To Alfie, on his thirteenth birthday, 30 April 2010
inscribed in: Your Inner Fish
A Journey into the 3.5-Billion-Year History of the Human Body, by Neil Shubin
Whenever in a crowd you jostle
Consider, pray, the lonely fossil,
Who lived some billion years ago
In tropic swamp or Arctic snow,
Who slumbers now in rock entombed
In lapidary state bedoomed;
And yet this fossil lived a life,
Perhaps he even had a wife
And procreated children too,
The ancestors of me and you
To whom I send this birthday wish:
Appreciate your inner fish!
Dated with my felt-tip pen:
April thirty, twenty-ten!
On First Looking into the Tswaing Meteorite Crater
Pretoria, January 2011
In single file we climbed the narrow trail
Through bramble thicket to the crater’s rim,
Where warming sun cast shadows on the brim
And bathed the bushveld scrub and scattered shale.
Concealed beneath the gently waving grass
By saline lake, the haunt of duck and plover,
O’er diaplectic quartz and feldspar glass,
Lay snakes and lizards in the rain-soaked clover.
In prehistoric stone-age time of yore,
At hypersonic speed a chondrite fell
On shocked impala, thunderstruck gazelle,
And vaporized upon the forest floor.
Black swans are not so rare, I heard you say!
Beware! One may befall this very day!
Political comment on the G20 summit
London, 2nd April 2009
In the land of plenty
How long can this last?
They’re just fine,
Good food, fine wine,
But the planet’s fading fast!
We watch enthralled
As they save the world
These first-world Presidents,
But it doesn’t mean
An extra bean
For third-world residents.
Banks lose control,
Half the world on the dole,
And the globe keeps getting hotter;
The bubble’s burst
While billions thirst
For a cup of pure clear water.
In the land of plenty,
Just you wait and see ---
They’ve pledged a trillion,
Just a million million,
That’s a sandwich for you and me!
Athelstaneford, 9th June 832 AD
(but Athelstan was born a bit later!)
Long years ago when Athelstan deployed
His army on these Lothian hills of gorse,
The marauding Scots were hardly overjoyed
To find themselves engulfed by such a force.
The sky was cloudless azure blue that day
When Angus called his men his words to heed,
To kneel upon that hallowed ground and pray
For succour in their desp’rate hour of need.

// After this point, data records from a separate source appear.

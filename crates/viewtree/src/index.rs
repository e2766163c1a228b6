//! Workspace component index.
//!
//! Records where components are defined, which properties each one declares
//! and where names occur, per document and across the workspace. Name
//! resolution follows the $mol convention: `$mol_image` lives in
//! `mol/image/image.view.tree`.

use std::collections::{BTreeSet, HashMap, HashSet};
use std::path::PathBuf;

use viewtree_ast::{BodyNode, Component, Location, PathElementKind, SourceFile};

/// A 0-based position of a name in a document.
#[derive(Debug, Clone, Copy, PartialEq, Eq)]
pub struct Spot {
    pub line: usize,
    pub col: usize,
    pub length: usize,
}

impl Spot {
    fn at(location: Location, length: usize) -> Self {
        Self {
            line: location.line.saturating_sub(1),
            col: location.column.saturating_sub(1),
            length,
        }
    }
}

/// Whether a name looks like a component class: an underscore with something
/// on both sides, after the optional `$` sigil.
pub fn class_like(name: &str) -> bool {
    let plain = name.strip_prefix('$').unwrap_or(name);
    match plain.find('_') {
        Some(i) => i > 0 && i + 1 < plain.len(),
        None => false,
    }
}

/// Relative path of a component's source file:
/// `$mol_image` -> `mol/image/image.view.tree`.
pub fn class_name_to_rel_path(name: &str) -> PathBuf {
    let plain = name.strip_prefix('$').unwrap_or(name);
    let parts: Vec<&str> = plain.split('_').collect();
    let last = parts.last().copied().unwrap_or(plain);
    let mut path = PathBuf::new();
    for part in &parts {
        path.push(part);
    }
    path.push(format!("{last}.view.tree"));
    path
}

/// All class-like component names a file refers to (bases and references,
/// not the definitions themselves).
pub fn extract_class_refs(file: &SourceFile) -> HashSet<String> {
    let mut refs = HashSet::new();
    for component in file.components() {
        if class_like(&component.base) {
            refs.insert(component.base.clone());
        }
        collect_refs(&component.body, &mut refs);
    }
    refs
}

fn collect_refs(body: &[BodyNode], refs: &mut HashSet<String>) {
    for node in body {
        let Some(node) = node.as_node() else { continue };
        for element in &node.path {
            let name = match &element.kind {
                PathElementKind::Component(name) => Some(name),
                PathElementKind::TypedList(viewtree_ast::ListType::Component(name)) => Some(name),
                _ => None,
            };
            if let Some(name) = name {
                if class_like(name) {
                    refs.insert(name.clone());
                }
            }
        }
        collect_refs(&node.children, refs);
    }
}

/// Info about one component definition within a document.
#[derive(Debug, Clone)]
pub struct ComponentInfo {
    pub properties: BTreeSet<String>,
    pub spot: Spot,
}

/// Index of a single parsed document.
#[derive(Debug, Clone, Default)]
pub struct DocumentIndex {
    class_defs: HashMap<String, Spot>,
    prop_defs: HashMap<String, Vec<Spot>>,
    occurrences: HashMap<String, Vec<Spot>>,
    components: HashMap<String, ComponentInfo>,
}

impl DocumentIndex {
    pub fn build(file: &SourceFile) -> Self {
        let mut index = Self::default();
        for component in file.components() {
            index.index_component(component);
        }
        index
    }

    fn index_component(&mut self, component: &Component) {
        let spot = Spot::at(component.location, component.name.len());
        self.class_defs.insert(component.name.clone(), spot);
        self.add_occurrence(&component.name, spot);
        self.components.insert(
            component.name.clone(),
            ComponentInfo {
                properties: BTreeSet::new(),
                spot,
            },
        );

        // Base occupies the column right after the name and a space.
        let base_location = Location::new(
            component.location.line,
            component.location.column + component.name.len() + 1,
            component.location.byte_offset + component.name.len() + 1,
        );
        self.add_occurrence(&component.base, Spot::at(base_location, component.base.len()));

        self.index_body(&component.name.clone(), &component.body);
    }

    fn index_body(&mut self, class_name: &str, body: &[BodyNode]) {
        for node in body {
            let Some(node) = node.as_node() else { continue };
            for element in &node.path {
                match &element.kind {
                    PathElementKind::Property(ident) => {
                        let spot = Spot::at(element.location, ident.name.len());
                        self.prop_defs
                            .entry(ident.name.clone())
                            .or_default()
                            .push(spot);
                        self.add_occurrence(&ident.name, spot);
                        if let Some(info) = self.components.get_mut(class_name) {
                            info.properties.insert(ident.name.clone());
                        }
                    }
                    PathElementKind::Component(name) => {
                        let spot = Spot::at(element.location, name.len());
                        self.add_occurrence(name, spot);
                    }
                    _ => {}
                }
            }
            self.index_body(class_name, &node.children);
        }
    }

    fn add_occurrence(&mut self, name: &str, spot: Spot) {
        self.occurrences
            .entry(name.to_string())
            .or_default()
            .push(spot);
    }

    pub fn class_def(&self, name: &str) -> Option<Spot> {
        self.class_defs.get(name).copied()
    }

    pub fn class_defs(&self) -> impl Iterator<Item = (&str, Spot)> {
        self.class_defs.iter().map(|(k, v)| (k.as_str(), *v))
    }

    pub fn prop_defs(&self, name: &str) -> &[Spot] {
        self.prop_defs.get(name).map(Vec::as_slice).unwrap_or(&[])
    }

    pub fn occurrences(&self, name: &str) -> &[Spot] {
        self.occurrences
            .get(name)
            .map(Vec::as_slice)
            .unwrap_or(&[])
    }

    pub fn component(&self, name: &str) -> Option<&ComponentInfo> {
        self.components.get(name)
    }
}

/// Index over all loaded documents, keyed by document path or name.
#[derive(Debug, Default)]
pub struct WorkspaceIndex {
    docs: HashMap<String, DocumentIndex>,
}

impl WorkspaceIndex {
    pub fn new() -> Self {
        Self::default()
    }

    pub fn update_document(&mut self, key: impl Into<String>, file: &SourceFile) {
        self.docs.insert(key.into(), DocumentIndex::build(file));
    }

    pub fn remove_document(&mut self, key: &str) {
        self.docs.remove(key);
    }

    pub fn document(&self, key: &str) -> Option<&DocumentIndex> {
        self.docs.get(key)
    }

    pub fn len(&self) -> usize {
        self.docs.len()
    }

    pub fn is_empty(&self) -> bool {
        self.docs.is_empty()
    }

    /// Find the document defining a component.
    pub fn find_class_def(&self, name: &str) -> Option<(&str, Spot)> {
        self.docs
            .iter()
            .find_map(|(key, doc)| doc.class_def(name).map(|spot| (key.as_str(), spot)))
    }

    /// Union of the property names a component declares across documents.
    pub fn properties_of(&self, name: &str) -> BTreeSet<String> {
        let mut out = BTreeSet::new();
        for doc in self.docs.values() {
            if let Some(info) = doc.component(name) {
                out.extend(info.properties.iter().cloned());
            }
        }
        out
    }
}

#[cfg(test)]
mod tests {
    use super::*;

    #[test]
    fn test_class_like() {
        assert!(class_like("$mol_image"));
        assert!(class_like("bog_card"));
        assert!(!class_like("$single"));
        assert!(!class_like("title"));
        assert!(!class_like("_leading"));
    }

    #[test]
    fn test_class_name_to_rel_path() {
        assert_eq!(
            class_name_to_rel_path("$mol_image"),
            PathBuf::from("mol/image/image.view.tree")
        );
        assert_eq!(
            class_name_to_rel_path("$bog_game_card"),
            PathBuf::from("bog/game/card/card.view.tree")
        );
    }

    #[test]
    fn test_extract_class_refs() {
        let file = viewtree_ast::parse(
            "$my_app $mol_book2\n\tsub /\n\t\t<= Card $my_card\n\titems /$mol_view\n",
        )
        .unwrap();
        let refs = extract_class_refs(&file);
        assert!(refs.contains("$mol_book2"));
        assert!(refs.contains("$my_card"));
        assert!(refs.contains("$mol_view"));
        assert!(!refs.contains("$my_app"), "definition itself is not a ref");
    }

    #[test]
    fn test_document_index() {
        let file = viewtree_ast::parse(
            "$my_app $mol_view\n\ttitle \\Hi\n\tsub /\n\t\t<= Body $mol_page\n",
        )
        .unwrap();
        let index = DocumentIndex::build(&file);

        let def = index.class_def("$my_app").unwrap();
        assert_eq!(def.line, 0);
        assert_eq!(def.col, 0);
        assert_eq!(def.length, "$my_app".len());

        let info = index.component("$my_app").unwrap();
        assert!(info.properties.contains("title"));
        assert!(info.properties.contains("sub"));

        assert!(!index.occurrences("$mol_page").is_empty());
        assert!(!index.prop_defs("title").is_empty());
    }

    #[test]
    fn test_mutable_property_indexed_by_name() {
        let file =
            viewtree_ast::parse("$my_app $mol_view\n\tclick? <=> selected? null\n").unwrap();
        let index = DocumentIndex::build(&file);
        let info = index.component("$my_app").unwrap();
        assert!(info.properties.contains("click"));
        assert!(info.properties.contains("selected"));
    }

    #[test]
    fn test_workspace_index_lookup() {
        let card = viewtree_ast::parse("$my_card $mol_view\n\ttitle \\Card\n").unwrap();
        let app = viewtree_ast::parse("$my_app $mol_view\n\tsub /\n\t\t<= Card $my_card\n").unwrap();

        let mut index = WorkspaceIndex::new();
        index.update_document("my/card/card.view.tree", &card);
        index.update_document("my/app/app.view.tree", &app);

        let (doc, spot) = index.find_class_def("$my_card").unwrap();
        assert_eq!(doc, "my/card/card.view.tree");
        assert_eq!(spot.line, 0);

        assert!(index.properties_of("$my_card").contains("title"));

        index.remove_document("my/card/card.view.tree");
        assert!(index.find_class_def("$my_card").is_none());
    }
}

And lo, in swift response they saw displayed
White Saltire cross on blue revealed above
The cross on which St Andrew had been flayed:
They read it as a sign of saintly love.
Those Scots forthwith rose up with mighty shout
And put the force of Athelstan to rout.
Mnemonic for Maxwell's equations
From bodies charged there is no doubt
Electric field diverges out;
When currents deep within abound,
Magnetic field goes curling round.
Magnetic poles? They don’t exist –
You needn’t look, please just desist!
But move a loop and here’s the crux:
E is induced with changing flux.
Now let’s consider what transpires
When current’s not confined to wires:
If current lines themselves diverge,
This must decrease the local charge,
Which to its field is coupled back
Like couplings on a railway track.
Then further shrewd manipulation,
Yields the familiar wave equation,
Which holds in any moving frame;
Hence Maxwell’s lasting claim to fame!
an Abbreviated Version
His step-father viciously hit ’im,
So Dave understandably bit ’im;
Childhood labour being over,
He ran off to Dover;
Aunt Betsy agreed to admit ’im.
While Ham was out fishing for flounder,
Steerforth, the arrogant bounder,
Eloped with sweet Em’ly,
Shaming the family;
But Peggoty sought ’er and found ’er.
While Steerforth was drowned in the deep,
Ever ’umble was rascally Heep,
Exposed by Micawber
As fraudster and robber,
What a nasty despicable creep!
To Bathsheba on her 14th Birthday, 11 October 2013,
inscribed in the Canterbury Tales, by Geoffrey Chaucer
Whan that October with his winds hath blown
And farmers in the fields their crops have mown;
Whan that wee birdies fly to warmer climes
And school demands that you be up betimes
And not be late and not forget your books
And coats and bags and other things on hooks
Or on the floor or somewhere p'raps upstairs
Or on the shelf or maybe under chairs;
Then when you're home from school and have some time
For tea and cakes and reading prose or rhyme,
What better words to rhyme with cup and saucer
Than all these tales composed by Geoffrey Chaucer
Six hundred years and somewhat more ago,
When pilgrimage was hazardous and slow;
When horseback was the only way to travel,
On bridleway of grass and muddy gravel ?
Here anyway's a birthday gift for you,
Dear Bathsheba, with love from your . . . guess who!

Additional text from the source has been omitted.